=== Records to process ===
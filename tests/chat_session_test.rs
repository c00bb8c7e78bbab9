use physio_assist::core::engine::{PROMPT, TYPING_INDICATOR};
use physio_assist::core::formatter::DISCLAIMER;
use physio_assist::core::session::DEFAULT_GREETING;
use physio_assist::domain::model::{ChatMessage, Role};
use physio_assist::{ChatEngine, ChatSession, KeywordClassifier, LocalStorage, PhysioAssistant};
use std::time::Duration;
use tempfile::TempDir;
use tokio::io::BufReader;

fn instant_engine() -> ChatEngine<PhysioAssistant<KeywordClassifier>> {
    let assistant = PhysioAssistant::new(KeywordClassifier::new(), Duration::ZERO);
    ChatEngine::new(ChatSession::new(assistant, DEFAULT_GREETING))
}

async fn run_script(engine: &mut ChatEngine<PhysioAssistant<KeywordClassifier>>, script: &str) -> (usize, String) {
    let mut output = Vec::new();
    let answered = engine
        .run(BufReader::new(script.as_bytes()), &mut output)
        .await
        .unwrap();
    (answered, String::from_utf8(output).unwrap())
}

#[tokio::test]
async fn test_session_answers_each_line_in_order() {
    let mut engine = instant_engine();
    let (answered, output) = run_script(
        &mut engine,
        "I have shoulder pain when lifting my arm\nmy lower back hurts\n",
    )
    .await;

    assert_eq!(answered, 2);
    assert!(output.starts_with(&format!("Assistant: {}", DEFAULT_GREETING)));
    assert_eq!(output.matches(TYPING_INDICATOR).count(), 2);
    assert_eq!(output.matches(DISCLAIMER).count(), 2);

    let shoulder = output.find("**Shoulder Circles**").unwrap();
    let back = output.find("**Cat-Cow Stretch**").unwrap();
    assert!(shoulder < back);

    let transcript = engine.session().transcript();
    let roles: Vec<_> = transcript.iter().map(|m| m.role).collect();
    assert_eq!(
        roles,
        vec![Role::Bot, Role::User, Role::Bot, Role::User, Role::Bot]
    );
    assert_eq!(transcript[3].content, "my lower back hurts");
}

#[tokio::test]
async fn test_blank_lines_are_skipped() {
    let mut engine = instant_engine();
    let (answered, output) = run_script(&mut engine, "\n   \n\t\nknee\n").await;

    assert_eq!(answered, 1);
    assert_eq!(output.matches(TYPING_INDICATOR).count(), 1);
    assert_eq!(engine.session().transcript().len(), 3);
}

#[tokio::test]
async fn test_exit_command_stops_reading() {
    let mut engine = instant_engine();
    let (answered, output) = run_script(&mut engine, "/exit\nmy knee hurts\n").await;

    assert_eq!(answered, 0);
    assert!(!output.contains("Quad Sets"));
    assert_eq!(engine.session().transcript().len(), 1);
}

#[tokio::test]
async fn test_help_and_clear_commands() {
    let mut engine = instant_engine();
    let (answered, output) = run_script(&mut engine, "/help\n/stretch\nleg\n/clear\n").await;

    // "/stretch" is not a command, so it is answered like any description
    assert_eq!(answered, 2);
    assert!(output.contains("Commands: /help"));
    assert!(output.contains("**General Mobility**"));
    assert!(output.contains("**Quad Sets**"));
    assert_eq!(output.matches(DEFAULT_GREETING).count(), 2);
    assert_eq!(engine.session().transcript().len(), 1);
}

#[tokio::test]
async fn test_slash_prefixed_description_is_classified() {
    let mut engine = instant_engine();
    let (answered, output) = run_script(&mut engine, "/my back hurts\n").await;

    assert_eq!(answered, 1);
    assert!(output.contains("**Cat-Cow Stretch**"));
    assert_eq!(engine.session().transcript()[1].content, "/my back hurts");
}

#[tokio::test]
async fn test_prompt_written_before_each_read() {
    let mut engine = instant_engine();
    let (_, output) = run_script(&mut engine, "tired\n").await;
    // one prompt per line plus the one that hits EOF
    assert_eq!(output.matches(PROMPT).count(), 2);
}

#[tokio::test]
async fn test_scripted_reader_from_mock_io() {
    let reader = tokio_test::io::Builder::new()
        .read(b"my spine is stiff\n")
        .read(b"/quit\n")
        .build();

    let mut engine = instant_engine();
    let mut output = Vec::new();
    let answered = engine
        .run(BufReader::new(reader), &mut output)
        .await
        .unwrap();

    assert_eq!(answered, 1);
    assert!(String::from_utf8(output).unwrap().contains("**Pelvic Tilts**"));
}

#[tokio::test(start_paused = true)]
async fn test_reply_delay_applies_per_submission() {
    let assistant = PhysioAssistant::new(KeywordClassifier::new(), Duration::from_millis(1000));
    let mut engine = ChatEngine::new(ChatSession::new(assistant, DEFAULT_GREETING));

    let start = tokio::time::Instant::now();
    let (answered, _) = run_script(&mut engine, "arm\nback\n").await;

    assert_eq!(answered, 2);
    assert!(start.elapsed() >= Duration::from_millis(2000));
}

#[tokio::test]
async fn test_transcript_saved_as_json() {
    let temp_dir = TempDir::new().unwrap();
    let storage = LocalStorage::new(temp_dir.path());

    let mut engine = instant_engine();
    run_script(&mut engine, "my knee hurts\n").await;
    engine
        .session()
        .save_transcript(&storage, "chat/transcript.json")
        .await
        .unwrap();

    let raw = std::fs::read_to_string(temp_dir.path().join("chat/transcript.json")).unwrap();
    let messages: Vec<ChatMessage> = serde_json::from_str(&raw).unwrap();
    assert_eq!(messages.len(), 3);
    assert_eq!(messages[0].content, DEFAULT_GREETING);
    assert_eq!(messages[1].role, Role::User);
    assert!(messages[2].content.contains("**Heel Slides**"));
}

=== Activity ===
All that is wanted is a faithful reproduction of the line above with "async fn test_blank_lines_are_skipped()", the line with "assert_eq!(answered, 0);", and every line in between.

=== Written response ===
async fn test_blank_lines_are_skipped() {
    let mut engine = instant_engine();
    let (answered, output) = run_script(&mut engine, "\n   \n\t\nknee\n").await;

    assert_eq!(answered, 1);
    assert_eq!(output.matches(TYPING_INDICATOR).count(), 1);
    assert_eq!(engine.session().transcript().len(), 3);
}

#[tokio::test]
async fn test_exit_command_stops_reading() {
    let mut engine = instant_engine();
    let (answered, output) = run_script(&mut engine, "/exit\nmy knee hurts\n").await;

    assert_eq!(answered, 0);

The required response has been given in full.